One chicha please. Two actually. Lemon-mint for her, two-apple for me. Local beer. Beirut? Almaza? Go for an Almaza! Two! It is one in the morning and we have been building castles in Spain for the past couple of hours while smoking our water pipes.

The well-groomed-well-behaved client base of the early evening is steadily replaced by more sophisticated clients, for lack of a more suitable term. The valets rush to attend to the German sedans and other Range Rovers to which the little commoners of the early evening give way. Less students. More Rolexes. More Polo riders and flashier horses on the gents shirts, more cleavage for the ladies.

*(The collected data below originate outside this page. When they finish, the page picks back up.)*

// Copyright (c) 2025 Steve Wagner (ciroque@live.com)
// SPDX-License-Identifier: MIT

use std::collections::{BTreeMap, HashMap, VecDeque};
use std::fmt;

use crate::config::consts::{DEFAULT_OUTLET, NODE_NAME_PREFIX};
use crate::errors::GraphError;
use crate::graph::Node;
use crate::observability::messages::graph::{NodeAdded, TopologicalSortFailed};
use crate::observability::messages::StructuredLog;

/// Stable handle of a node within one [`Graph`].
#[derive(Debug, Clone, Copy, PartialEq, Eq, Hash, PartialOrd, Ord)]
pub struct NodeId(usize);

impl fmt::Display for NodeId {
    fn fmt(&self, f: &mut fmt::Formatter<'_>) -> fmt::Result {
        write!(f, "#{}", self.0)
    }
}

/// A node reference by handle or by name.
#[derive(Debug, Clone, Copy, PartialEq, Eq)]
pub enum NodeRef<'a> {
    Id(NodeId),
    Name(&'a str),
}

impl From<NodeId> for NodeRef<'_> {
    fn from(id: NodeId) -> Self {
        NodeRef::Id(id)
    }
}

impl<'a> From<&'a str> for NodeRef<'a> {
    fn from(name: &'a str) -> Self {
        NodeRef::Name(name)
    }
}

impl<'a> From<&'a String> for NodeRef<'a> {
    fn from(name: &'a String) -> Self {
        NodeRef::Name(name)
    }
}

impl fmt::Display for NodeRef<'_> {
    fn fmt(&self, f: &mut fmt::Formatter<'_>) -> fmt::Result {
        match self {
            NodeRef::Id(id) => write!(f, "{}", id),
            NodeRef::Name(name) => f.write_str(name),
        }
    }
}

/// `source`'s output feeds outlet `outlet` of `target`.
#[derive(Debug, Clone, PartialEq, Eq)]
pub struct Connection {
    pub source: NodeId,
    pub target: NodeId,
    pub outlet: String,
}

#[derive(Debug, Clone)]
struct Entry {
    name: String,
    node: Node,
}

/// Nodes and the outlet-named connections between them.
///
/// Nodes live in an arena addressed by [`NodeId`]; connections are plain
/// `(source, target, outlet)` triples. Cloning a graph forks the pipeline.
/// Acyclicity is checked by [`Graph::sorted_nodes`], not on insertion.
#[derive(Debug, Clone, Default)]
pub struct Graph {
    nodes: BTreeMap<NodeId, Entry>,
    names: HashMap<String, NodeId>,
    connections: Vec<Connection>,
    next_id: usize,
}

impl Graph {
    pub fn new() -> Self {
        Self::default()
    }

    /// Adds `node` under `name`, or under a generated unique name.
    pub fn add(&mut self, node: Node, name: Option<&str>) -> Result<NodeId, GraphError> {
        let name = match name {
            Some("") => return Err(GraphError::EmptyNodeName),
            Some(name) if self.names.contains_key(name) => {
                return Err(GraphError::DuplicateNodeName(name.to_string()))
            }
            Some(name) => name.to_string(),
            None => self.generate_name(),
        };

        let id = NodeId(self.next_id);
        self.next_id += 1;

        NodeAdded {
            node: &name,
            kind: node.kind(),
        }
        .log();

        self.names.insert(name.clone(), id);
        self.nodes.insert(id, Entry { name, node });
        Ok(id)
    }

    fn generate_name(&self) -> String {
        let mut index = self.next_id;
        loop {
            let candidate = format!("{}{}", NODE_NAME_PREFIX, index);
            if !self.names.contains_key(&candidate) {
                return candidate;
            }
            index += 1;
        }
    }

    /// Connects `source` to the default outlet of `target`.
    pub fn connect<'s, 't>(
        &mut self,
        source: impl Into<NodeRef<'s>>,
        target: impl Into<NodeRef<'t>>,
    ) -> Result<(), GraphError> {
        self.connect_outlet(source, target, DEFAULT_OUTLET)
    }

    pub fn connect_outlet<'s, 't>(
        &mut self,
        source: impl Into<NodeRef<'s>>,
        target: impl Into<NodeRef<'t>>,
        outlet: &str,
    ) -> Result<(), GraphError> {
        let source = self.node_id(source)?;
        let target = self.node_id(target)?;

        let bound = self
            .connections
            .iter()
            .any(|connection| connection.target == target && connection.outlet == outlet);
        if bound {
            return Err(GraphError::OutletAlreadyBound {
                target: self.name_of(target),
                outlet: outlet.to_string(),
            });
        }

        self.connections.push(Connection {
            source,
            target,
            outlet: outlet.to_string(),
        });
        Ok(())
    }

    pub fn node_id<'a>(&self, node: impl Into<NodeRef<'a>>) -> Result<NodeId, GraphError> {
        match node.into() {
            NodeRef::Id(id) if self.nodes.contains_key(&id) => Ok(id),
            NodeRef::Id(id) => Err(GraphError::UnknownNode(id.to_string())),
            NodeRef::Name(name) => self
                .names
                .get(name)
                .copied()
                .ok_or_else(|| GraphError::UnknownNode(name.to_string())),
        }
    }

    pub fn node<'a>(&self, node: impl Into<NodeRef<'a>>) -> Result<&Node, GraphError> {
        let id = self.node_id(node)?;
        self.nodes
            .get(&id)
            .map(|entry| &entry.node)
            .ok_or_else(|| GraphError::UnknownNode(id.to_string()))
    }

    pub fn node_name(&self, id: NodeId) -> Option<&str> {
        self.nodes.get(&id).map(|entry| entry.name.as_str())
    }

    /// Iterates `(id, name, node)` in insertion order.
    pub fn nodes(&self) -> impl Iterator<Item = (NodeId, &str, &Node)> {
        self.nodes
            .iter()
            .map(|(id, entry)| (*id, entry.name.as_str(), &entry.node))
    }

    pub fn rename<'a>(&mut self, node: impl Into<NodeRef<'a>>, name: &str) -> Result<(), GraphError> {
        let id = self.node_id(node)?;
        if name.is_empty() {
            return Err(GraphError::EmptyNodeName);
        }
        match self.names.get(name) {
            Some(existing) if *existing == id => return Ok(()),
            Some(_) => return Err(GraphError::DuplicateNodeName(name.to_string())),
            None => {}
        }

        let entry = self
            .nodes
            .get_mut(&id)
            .ok_or_else(|| GraphError::UnknownNode(id.to_string()))?;
        self.names.remove(&entry.name);
        entry.name = name.to_string();
        self.names.insert(entry.name.clone(), id);
        Ok(())
    }

    /// Removes a node together with every connection touching it.
    pub fn remove<'a>(&mut self, node: impl Into<NodeRef<'a>>) -> Result<Node, GraphError> {
        let id = self.node_id(node)?;
        let entry = self
            .nodes
            .remove(&id)
            .ok_or_else(|| GraphError::UnknownNode(id.to_string()))?;
        self.names.remove(&entry.name);
        self.connections
            .retain(|connection| connection.source != id && connection.target != id);
        Ok(entry.node)
    }

    /// Removes every connection from `source` to `target`, returning how many
    /// were removed.
    pub fn remove_connection<'s, 't>(
        &mut self,
        source: impl Into<NodeRef<'s>>,
        target: impl Into<NodeRef<'t>>,
    ) -> Result<usize, GraphError> {
        let source = self.node_id(source)?;
        let target = self.node_id(target)?;
        let before = self.connections.len();
        self.connections
            .retain(|connection| !(connection.source == source && connection.target == target));
        Ok(before - self.connections.len())
    }

    /// Outlet name to source node for every connection into `node`.
    pub fn sources<'a>(
        &self,
        node: impl Into<NodeRef<'a>>,
    ) -> Result<BTreeMap<String, NodeId>, GraphError> {
        let id = self.node_id(node)?;
        Ok(self
            .connections
            .iter()
            .filter(|connection| connection.target == id)
            .map(|connection| (connection.outlet.clone(), connection.source))
            .collect())
    }

    /// Nodes reading the output of `node`, one entry per connection.
    pub fn targets<'a>(&self, node: impl Into<NodeRef<'a>>) -> Result<Vec<NodeId>, GraphError> {
        let id = self.node_id(node)?;
        Ok(self
            .connections
            .iter()
            .filter(|connection| connection.source == id)
            .map(|connection| connection.target)
            .collect())
    }

    pub fn connections(&self) -> &[Connection] {
        &self.connections
    }

    pub fn len(&self) -> usize {
        self.nodes.len()
    }

    pub fn is_empty(&self) -> bool {
        self.nodes.is_empty()
    }

    /// Topological order of all nodes (Kahn's algorithm).
    ///
    /// Nodes that become ready at the same time are emitted in insertion
    /// order. Fails with [`GraphError::CycleDetected`] when connections remain
    /// after no node is left without incoming edges.
    pub fn sorted_nodes(&self) -> Result<Vec<NodeId>, GraphError> {
        let mut in_degree: BTreeMap<NodeId, usize> =
            self.nodes.keys().map(|id| (*id, 0)).collect();
        for connection in &self.connections {
            *in_degree.entry(connection.target).or_insert(0) += 1;
        }

        let mut queue: VecDeque<NodeId> = in_degree
            .iter()
            .filter(|(_, degree)| **degree == 0)
            .map(|(id, _)| *id)
            .collect();

        let mut sorted = Vec::with_capacity(self.nodes.len());
        let mut removed_connections = 0;

        while let Some(id) = queue.pop_front() {
            sorted.push(id);

            for connection in self.connections.iter().filter(|c| c.source == id) {
                removed_connections += 1;
                if let Some(degree) = in_degree.get_mut(&connection.target) {
                    *degree -= 1;
                    if *degree == 0 {
                        queue.push_back(connection.target);
                    }
                }
            }
        }

        if removed_connections < self.connections.len() {
            let failure = TopologicalSortFailed {
                remaining: self.connections.len() - removed_connections,
                total: self.connections.len(),
            };
            failure.log();
            return Err(GraphError::CycleDetected {
                remaining: failure.remaining,
                total: failure.total,
            });
        }

        Ok(sorted)
    }

    pub(crate) fn name_of(&self, id: NodeId) -> String {
        self.node_name(id)
            .map(str::to_string)
            .unwrap_or_else(|| id.to_string())
    }
}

We Lebanese are fans of the bling style. Nothing illustrates better this mix of show-off and bigger-is-better attitude than the size of the horses on the Ralph Lauren shirts that dress our oversized egos. We are experts at anything and everything. Economy, business, politics, fashion, you name it. We know it all and we loudly dispense our self-proclaimed knowledge to whoever wants to listen. “They” do not get it. “We” now better.

We, however, obviously failed at attending to this small piece of land on the Mediterranean shores, but it is not our fault. Everyone knows that the country is playground to the regional and world powers and that fate gave us impossible neighbors. We made so sure to repeat it endlessly to whoever would listen that we ended up believing it ourselves. If you probed our collective mind, you would hear these cold words:

Our destiny does not belong to us, it is decided in the chancelleries of the regional and super powers of this world.

This belief is not completely wrong. It is not right either. No country is immune from the influence of its neighbors, no nation is impenetrable to the interests of the world powers. Despite that, all nations can and should have a word in their destinies.

All the Lebanese of my generations have been fed a narrative haloed with legend: Lebanon, land of milk and honey, seventy times chanted in the bible, country with an Arab face turned towards the West, French-speaking country at the forefront of the Arabic revival of the turn of the twentieth century, multi-confessional country founded by a National Pact, message of fraternity, historical refuge of minorities, Switzerland of the Orient, and so on.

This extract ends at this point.